Authors: Hank Hanegraaff,Sigmund Brouwer
Tags: #Historical, #Adventure, #FICTION / Christian / Historical, #FICTION / Religious
Vitas faced a young male slave at the entrance of a large villa, well up in the hills and away from the stench and noise of the slums where he’d left Hezron.
“No,” the slave said. “Alypia will not see you.”
The slave balanced a cudgel in his hands. He was obviously a bodyguard, meant to deter visitors.
“So she is here.”
“I have been instructed that she is taking no visitors, no matter how urgent their business.” The slave kept his face placid. He was Parthian, probably captured in battle and sold at an auction.

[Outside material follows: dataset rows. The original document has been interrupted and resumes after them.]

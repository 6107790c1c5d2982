use chrono::{DateTime, Utc};
use serde::{Deserialize, Serialize};
use sqlx::FromRow;
use ts_rs::TS;
use utoipa::ToSchema;

use crate::routes::paths;

// --- Core Application Schemas (Mapped to Database) ---

/// User
///
/// Identity record from the `users` table. Resolved by the auth extractor and
/// used to validate the per-user post listing.
#[derive(Debug, Clone, Serialize, Deserialize, TS, ToSchema, FromRow, Default, PartialEq, Eq)]
#[ts(export)]
pub struct User {
    pub id: i32,
    pub username: String,
}

/// Post
///
/// A row of the `posts` table.
#[derive(Debug, Clone, Serialize, Deserialize, TS, ToSchema, FromRow, Default, PartialEq, Eq)]
#[ts(export)]
pub struct Post {
    pub id: i32,
    pub body: String,
    // Creation time, overwritten on every update.
    #[ts(type = "string")]
    pub timestamp: DateTime<Utc>,
    // FK to users.id (Owner).
    pub user_id: i32,
}

/// NewPost
///
/// A validated post ready for insertion. Only built by the create handler, after
/// the owner has been forced to the authenticated caller.
#[derive(Debug, Clone, PartialEq, Eq)]
pub struct NewPost {
    pub body: String,
    pub user_id: i32,
}

/// PostChanges
///
/// The column updates applied by `Repository::update_post`.
#[derive(Debug, Clone, PartialEq, Eq)]
pub struct PostChanges {
    pub timestamp: DateTime<Utc>,
    pub body: Option<String>,
}

// --- Request Payloads (Input Schemas) ---

/// CreatePostRequest
///
/// Input payload for POST /posts. Every field is optional so that a missing
/// `body` is reported as a validation error rather than a deserialization one.
/// Unknown fields, including a client-supplied `user_id`, are ignored.
#[derive(Debug, Clone, Serialize, Deserialize, TS, ToSchema, Default)]
#[ts(export)]
pub struct CreatePostRequest {
    #[serde(default, skip_serializing_if = "Option::is_none")]
    #[schema(example = "hello")]
    pub body: Option<String>,
}

/// UpdatePostRequest
///
/// Partial update payload for PUT /posts/{id}. Absent fields are left untouched.
#[derive(Debug, Clone, Serialize, Deserialize, TS, ToSchema, Default)]
#[ts(export)]
pub struct UpdatePostRequest {
    #[serde(default, skip_serializing_if = "Option::is_none")]
    pub body: Option<String>,
}

// --- Response Schemas (Output) ---

/// PostLinks
///
/// Navigation links embedded in every post representation.
#[derive(Debug, Clone, Serialize, Deserialize, TS, ToSchema, PartialEq, Eq)]
#[ts(export)]
pub struct PostLinks {
    #[serde(rename = "self")]
    pub self_link: String,
    pub user_posts: String,
}

/// PostResponse
///
/// The JSON representation of a post returned by every post endpoint.
#[derive(Debug, Clone, Serialize, Deserialize, TS, ToSchema, PartialEq, Eq)]
#[ts(export)]
pub struct PostResponse {
    pub id: i32,
    pub body: String,
    #[ts(type = "string")]
    pub timestamp: DateTime<Utc>,
    pub user_id: i32,
    #[serde(rename = "_links")]
    pub links: PostLinks,
}

impl From<Post> for PostResponse {
    fn from(post: Post) -> Self {
        let links = PostLinks {
            self_link: paths::post(post.id),
            user_posts: paths::user_posts(post.user_id),
        };
        Self {
            id: post.id,
            body: post.body,
            timestamp: post.timestamp,
            user_id: post.user_id,
            links,
        }
    }
}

Alypia had a reputation for enjoying her male slaves in all manners, and Vitas guessed this one, too, had been purchased for his youth and appearance.
“No visitors at all?”
The slave did not answer, sending a clear message that Vitas had been given all the information allowed.

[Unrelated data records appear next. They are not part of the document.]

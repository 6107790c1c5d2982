use axum::{
    Json,
    http::{HeaderValue, StatusCode, header},
    response::{IntoResponse, Response},
};
use serde::{Deserialize, Serialize};
use thiserror::Error;
use ts_rs::TS;
use utoipa::ToSchema;

/// Failures raised by a [`Repository`](crate::repository::Repository) implementation.
#[derive(Debug, Error)]
pub enum RepositoryError {
    #[error("database error: {0}")]
    Database(#[from] sqlx::Error),

    #[error("migration error: {0}")]
    Migration(#[from] sqlx::migrate::MigrateError),

    #[error("user {0} does not exist")]
    UnknownUser(i32),
}

/// ErrorBody
///
/// Structured error payload. `error` is the HTTP reason phrase, `message` the
/// optional human readable detail.
#[derive(Debug, Clone, Serialize, Deserialize, TS, ToSchema, PartialEq, Eq)]
#[ts(export)]
pub struct ErrorBody {
    #[schema(example = "Bad Request")]
    pub error: String,
    #[serde(default, skip_serializing_if = "Option::is_none")]
    #[schema(example = "No such user")]
    pub message: Option<String>,
}

impl ErrorBody {
    pub fn new(status: StatusCode, message: Option<String>) -> Self {
        Self {
            error: status.canonical_reason().unwrap_or("Unknown error").to_string(),
            message,
        }
    }
}

/// ApiError
///
/// Errors a handler can fail with. Every variant but `NotFound` renders the
/// structured [`ErrorBody`]; a missing post keeps the bare 404 of the router.
#[derive(Debug, Error)]
pub enum ApiError {
    #[error("bad request: {0}")]
    BadRequest(String),

    #[error("not found")]
    NotFound,

    #[error("missing or invalid bearer token")]
    Unauthorized,

    #[error(transparent)]
    Repository(#[from] RepositoryError),
}

impl ApiError {
    pub fn bad_request(message: impl Into<String>) -> Self {
        Self::BadRequest(message.into())
    }

    pub fn status(&self) -> StatusCode {
        match self {
            Self::BadRequest(_) => StatusCode::BAD_REQUEST,
            Self::NotFound => StatusCode::NOT_FOUND,
            Self::Unauthorized => StatusCode::UNAUTHORIZED,
            Self::Repository(_) => StatusCode::INTERNAL_SERVER_ERROR,
        }
    }
}

impl IntoResponse for ApiError {
    fn into_response(self) -> Response {
        let status = self.status();
        match self {
            Self::BadRequest(message) => {
                (status, Json(ErrorBody::new(status, Some(message)))).into_response()
            }
            Self::NotFound => status.into_response(),
            Self::Unauthorized => {
                let mut response = (status, Json(ErrorBody::new(status, None))).into_response();
                response
                    .headers_mut()
                    .insert(header::WWW_AUTHENTICATE, HeaderValue::from_static("Bearer"));
                response
            }
            Self::Repository(err) => {
                // Details stay in the logs, never in the response.
                tracing::error!(error = %err, "repository failure");
                (status, Json(ErrorBody::new(status, None))).into_response()
            }
        }
    }
}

Vitas had come to Rome on more than one errand, each of varying importance. He had taken an hour to walk here and would spend another hour returning to the core of Rome.
Vitas clenched and unclenched his fists in a vain effort to force himself to relax. He did not have the luxury of moving at a slow pace. What if Nerva decided the political odds would be bettered by informing Nero of Vitas’s return to Rome? What if a passerby had recognized him and sent for imperial guards? At any time, he could be arrested.
“Tomorrow perhaps?” Vitas asked.
“I have been instructed that she is taking no visitors, no matter how urgent their business.”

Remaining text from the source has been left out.